Pro-life advocates fear that allowing abortion in cases of a suicide threat would in practice allow abortion on demand.

Ui Bhriain said two thirds of the Irish people want the risk of suicide excluded as grounds for abortion.

"The people understand that if the threat of suicide is included in any legislation it will introduce, for the first time, the direct and intentional killing of unborn children into Irish law," she said.

The Irish government's action follows the death of Savita Halappanavar, an Indian woman who was admitted to a Galway hospital while miscarrying. She reportedly asked for an abortion and later died of a severe infection.

Her death is still being investigated, but abortion advocates seized on her case to claim legal abortion would have saved her life and to push for changes to the country's laws.

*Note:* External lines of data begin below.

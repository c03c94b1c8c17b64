//! Page operations.
//!
//! Every operation takes PDF bytes, loads fresh documents, and returns
//! newly saved bytes. Page numbers are 1-based.

mod range;
mod watermark;

pub use range::{parse_page_list, parse_page_range, validate_page_numbers, MAX_PAGE_LIST_LEN};
pub use watermark::{watermark, WatermarkOptions};

use std::collections::BTreeSet;

use serde::{Deserialize, Serialize};
use tracing::{debug, warn};

use crate::document::{PagedDocument, Result};
use crate::error::DocumentError;

/// How `reorder` treats page lists that are not a full permutation.
#[derive(Debug, Clone, Copy, Default, PartialEq, Eq, Serialize, Deserialize)]
#[serde(rename_all = "snake_case")]
pub enum ReorderPolicy {
    /// Subsets and duplicates allowed; unlisted pages are dropped.
    #[default]
    Lenient,
    /// The list must name every page exactly once.
    Permutation,
}

/// Where a document is cut by `split`.
#[derive(Debug, Clone, PartialEq, Eq, Serialize, Deserialize)]
#[serde(rename_all = "snake_case")]
pub enum SplitMode {
    /// A part ends after each listed page.
    AfterPages(Vec<u32>),
    /// A part every `n` pages.
    Every(u32),
}

/// Options applied when saving operation output.
#[derive(Debug, Clone, Copy, Default, PartialEq, Eq)]
pub struct SaveOptions {
    pub compress: bool,
}

fn finish(doc: PagedDocument, options: SaveOptions) -> Result<Vec<u8>> {
    doc.with_compression(options.compress).save()
}

/// Keep the 1-based page numbers that exist, as 0-based indices.
fn valid_indices(pages: &[u32], page_count: usize) -> Vec<usize> {
    pages
        .iter()
        .map(|&page| page as usize)
        .filter(|&page| page >= 1 && page <= page_count)
        .map(|page| page - 1)
        .collect()
}

/// Build a new document from `source` pages at the given 0-based indices.
fn assemble(source: &PagedDocument, indices: &[usize], options: SaveOptions) -> Result<Vec<u8>> {
    let mut output = PagedDocument::new();
    for page in output.copy_pages(source, indices)? {
        output.add_page(page)?;
    }
    finish(output, options)
}

/// Concatenate documents in list order.
///
/// `progress` receives a percentage after each input has been copied.
pub fn merge(
    documents: &[Vec<u8>],
    options: SaveOptions,
    mut progress: impl FnMut(f32),
) -> Result<Vec<u8>> {
    let mut output = PagedDocument::new();
    let total = documents.len();

    for (i, data) in documents.iter().enumerate() {
        let source = PagedDocument::load(data)?;
        let indices: Vec<usize> = (0..source.page_count()).collect();
        for page in output.copy_pages(&source, &indices)? {
            output.add_page(page)?;
        }
        debug!("Merged input {}/{} ({} pages)", i + 1, total, indices.len());
        progress((i + 1) as f32 / total as f32 * 100.0);
    }

    finish(output, options)
}

/// Copy the listed pages, in the given order, into a new document.
///
/// Page numbers outside the document are skipped; duplicates are kept.
pub fn extract(document: &[u8], pages: &[u32], options: SaveOptions) -> Result<Vec<u8>> {
    let source = PagedDocument::load(document)?;
    let indices = valid_indices(pages, source.page_count());
    if indices.len() < pages.len() {
        warn!(
            "Skipping {} page numbers outside 1..={}",
            pages.len() - indices.len(),
            source.page_count()
        );
    }
    assemble(&source, &indices, options)
}

/// Rebuild the document with its pages in `order`.
pub fn reorder(document: &[u8], order: &[u32], policy: ReorderPolicy, options: SaveOptions) -> Result<Vec<u8>> {
    let source = PagedDocument::load(document)?;
    let page_count = source.page_count();

    if policy == ReorderPolicy::Permutation {
        let mut sorted = order.to_vec();
        sorted.sort_unstable();
        if !sorted.iter().copied().eq(1..=page_count as u32) {
            return Err(DocumentError::InvalidOrder(format!(
                "expected each of pages 1..={} exactly once",
                page_count
            )));
        }
    }

    if let Some(&page) = order.iter().find(|&&page| page == 0 || page as usize > page_count) {
        return Err(DocumentError::Index {
            page: page as usize,
            page_count,
        });
    }

    let indices: Vec<usize> = order.iter().map(|&page| page as usize - 1).collect();
    assemble(&source, &indices, options)
}

/// Remove the listed pages. Unknown page numbers are ignored.
pub fn delete(document: &[u8], pages: &[u32], options: SaveOptions) -> Result<Vec<u8>> {
    let mut doc = PagedDocument::load(document)?;
    let doomed: BTreeSet<usize> = valid_indices(pages, doc.page_count()).into_iter().collect();

    for &index in doomed.iter().rev() {
        doc.remove_page(index)?;
    }
    debug!("Deleted {} pages, {} remain", doomed.len(), doc.page_count());
    finish(doc, options)
}

/// Add `degrees` to the rotation of each listed page.
pub fn rotate(document: &[u8], pages: &[u32], degrees: i32, options: SaveOptions) -> Result<Vec<u8>> {
    if degrees % 90 != 0 {
        return Err(DocumentError::InvalidRotation(degrees));
    }
    let mut doc = PagedDocument::load(document)?;
    let targets: BTreeSet<usize> = valid_indices(pages, doc.page_count()).into_iter().collect();

    for index in targets {
        let current = doc.rotation(index)?;
        doc.set_rotation(index, (current + degrees).rem_euclid(360))?;
    }
    finish(doc, options)
}

/// Page ranges `[start, end)` (0-based) produced by a split.
fn split_ranges(page_count: usize, mode: &SplitMode) -> Result<Vec<(usize, usize)>> {
    let points: BTreeSet<usize> = match mode {
        SplitMode::AfterPages(points) => points
            .iter()
            .map(|&p| p as usize)
            .filter(|&p| p > 0 && p < page_count)
            .collect(),
        SplitMode::Every(0) => {
            return Err(DocumentError::InvalidSplit("part size must be at least 1".to_string()));
        }
        SplitMode::Every(n) => (*n as usize..page_count).step_by(*n as usize).collect(),
    };

    let mut bounds = points;
    bounds.insert(0);
    bounds.insert(page_count);
    let bounds: Vec<usize> = bounds.into_iter().collect();
    Ok(bounds.windows(2).map(|w| (w[0], w[1])).collect())
}

/// Cut the document into consecutive parts.
pub fn split(document: &[u8], mode: &SplitMode, options: SaveOptions) -> Result<Vec<Vec<u8>>> {
    let source = PagedDocument::load(document)?;
    let ranges = split_ranges(source.page_count(), mode)?;
    debug!("Splitting {} pages into {} parts", source.page_count(), ranges.len());

    ranges
        .into_iter()
        .map(|(start, end)| assemble(&source, &(start..end).collect::<Vec<_>>(), options))
        .collect()
}

/// Number of pages in a document.
pub fn page_count(document: &[u8]) -> Result<usize> {
    Ok(PagedDocument::load(document)?.page_count())
}

#[cfg(test)]
mod tests {
    use super::*;
    use crate::testing::{page_labels, page_rotations, sample_pdf};
    use pretty_assertions::assert_eq;

    const OPTS: SaveOptions = SaveOptions { compress: false };

    #[test]
    fn test_merge_concatenates_in_order() {
        let inputs = vec![sample_pdf("a", 2), sample_pdf("b", 1), sample_pdf("c", 2)];
        let mut seen = Vec::new();
        let merged = merge(&inputs, OPTS, |p| seen.push(p.round() as u32)).unwrap();

        assert_eq!(
            page_labels(&merged),
            vec!["a p1", "a p2", "b p1", "c p1", "c p2"]
        );
        assert_eq!(seen, vec![33, 67, 100]);
    }

    #[test]
    fn test_merge_fails_on_bad_input() {
        let inputs = vec![sample_pdf("a", 1), b"garbage".to_vec()];
        let err = merge(&inputs, OPTS, |_| {}).unwrap_err();
        assert!(matches!(err, DocumentError::Parse(_)));
    }

    #[test]
    fn test_extract_filters_out_of_range() {
        let data = sample_pdf("x", 4);
        let out = extract(&data, &[4, 0, 2, 9, 2], OPTS).unwrap();
        assert_eq!(page_labels(&out), vec!["x p4", "x p2", "x p2"]);
    }

    #[test]
    fn test_extract_nothing_valid_gives_empty_document() {
        let out = extract(&sample_pdf("x", 2), &[5, 6], OPTS).unwrap();
        assert_eq!(page_count(&out).unwrap(), 0);
    }

    #[test]
    fn test_reorder_lenient() {
        let data = sample_pdf("r", 3);
        let out = reorder(&data, &[3, 1, 3], ReorderPolicy::Lenient, OPTS).unwrap();
        assert_eq!(page_labels(&out), vec!["r p3", "r p1", "r p3"]);

        let err = reorder(&data, &[1, 4], ReorderPolicy::Lenient, OPTS).unwrap_err();
        assert!(matches!(err, DocumentError::Index { page: 4, page_count: 3 }));
    }

    #[test]
    fn test_reorder_permutation() {
        let data = sample_pdf("r", 3);
        let out = reorder(&data, &[2, 3, 1], ReorderPolicy::Permutation, OPTS).unwrap();
        assert_eq!(page_labels(&out), vec!["r p2", "r p3", "r p1"]);

        for order in [&[1, 2][..], &[1, 1, 2], &[1, 2, 3, 3]] {
            let err = reorder(&data, order, ReorderPolicy::Permutation, OPTS).unwrap_err();
            assert!(matches!(err, DocumentError::InvalidOrder(_)));
        }
    }

    #[test]
    fn test_delete_keeps_remaining_order() {
        let data = sample_pdf("d", 5);
        let out = delete(&data, &[2, 4, 2, 7], OPTS).unwrap();
        assert_eq!(page_labels(&out), vec!["d p1", "d p3", "d p5"]);

        let reversed = delete(&data, &[4, 2], OPTS).unwrap();
        assert_eq!(page_labels(&reversed), vec!["d p1", "d p3", "d p5"]);
    }

    #[test]
    fn test_delete_all_pages() {
        let out = delete(&sample_pdf("d", 2), &[1, 2], OPTS).unwrap();
        assert_eq!(page_count(&out).unwrap(), 0);
    }

    #[test]
    fn test_rotate_adds_to_current() {
        let data = sample_pdf("t", 3);
        let once = rotate(&data, &[1, 3, 8], 90, OPTS).unwrap();
        assert_eq!(page_rotations(&once), vec![90, 0, 90]);

        let twice = rotate(&once, &[1, 2], -180, OPTS).unwrap();
        assert_eq!(page_rotations(&twice), vec![270, 180, 90]);
        assert_eq!(page_labels(&twice), vec!["t p1", "t p2", "t p3"]);
    }

    #[test]
    fn test_rotate_rejects_odd_angles() {
        let err = rotate(&sample_pdf("t", 1), &[1], 45, OPTS).unwrap_err();
        assert!(matches!(err, DocumentError::InvalidRotation(45)));
    }

    #[test]
    fn test_split_ranges() {
        let after = SplitMode::AfterPages(vec![5, 2, 0, 2, 7]);
        assert_eq!(split_ranges(7, &after).unwrap(), vec![(0, 2), (2, 5), (5, 7)]);
        assert_eq!(split_ranges(7, &SplitMode::Every(3)).unwrap(), vec![(0, 3), (3, 6), (6, 7)]);
        assert_eq!(split_ranges(6, &SplitMode::Every(3)).unwrap(), vec![(0, 3), (3, 6)]);
        assert_eq!(split_ranges(4, &SplitMode::AfterPages(vec![])).unwrap(), vec![(0, 4)]);
        assert_eq!(split_ranges(0, &SplitMode::Every(2)).unwrap(), vec![]);
        assert!(matches!(
            split_ranges(4, &SplitMode::Every(0)),
            Err(DocumentError::InvalidSplit(_))
        ));
    }

    #[test]
    fn test_split_documents() {
        let parts = split(&sample_pdf("s", 4), &SplitMode::AfterPages(vec![1, 3]), OPTS).unwrap();
        let labels: Vec<Vec<String>> = parts.iter().map(|p| page_labels(p)).collect();
        assert_eq!(
            labels,
            vec![
                vec!["s p1".to_string()],
                vec!["s p2".to_string(), "s p3".to_string()],
                vec!["s p4".to_string()],
            ]
        );
    }

    #[test]
    fn test_compressed_output_still_loads() {
        let out = extract(&sample_pdf("z", 2), &[2], SaveOptions { compress: true }).unwrap();
        assert_eq!(page_labels(&out), vec!["z p2"]);
    }
}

Ui Bhriain said Fine Gael knows Halappanavar's "tragic death" had "nothing to do with Ireland's ban on abortion."

"Yet they are seizing this opportunity caused by public confusion to stream-roller the country into accepting abortion legislation."

The four Catholic archbishops of Ireland issued a Dec. 18 statement saying the government's decision to legislate on abortion should be "of the utmost concern of all."

They said any abortion legislation would fundamentally change the "careful balance" between the right to life of a pregnant mother and of her unborn child in Irish law and medical practice.

According to the archbishops, the lawmakers will now face the question of whether they will "defend and vindicate the equal right to life of a mother and the child in her womb" or instead "choose to license the direct and intentional killing of the innocent baby in the womb."

The archbishops called for prayers that "wisdom and courage" be given to the public representatives.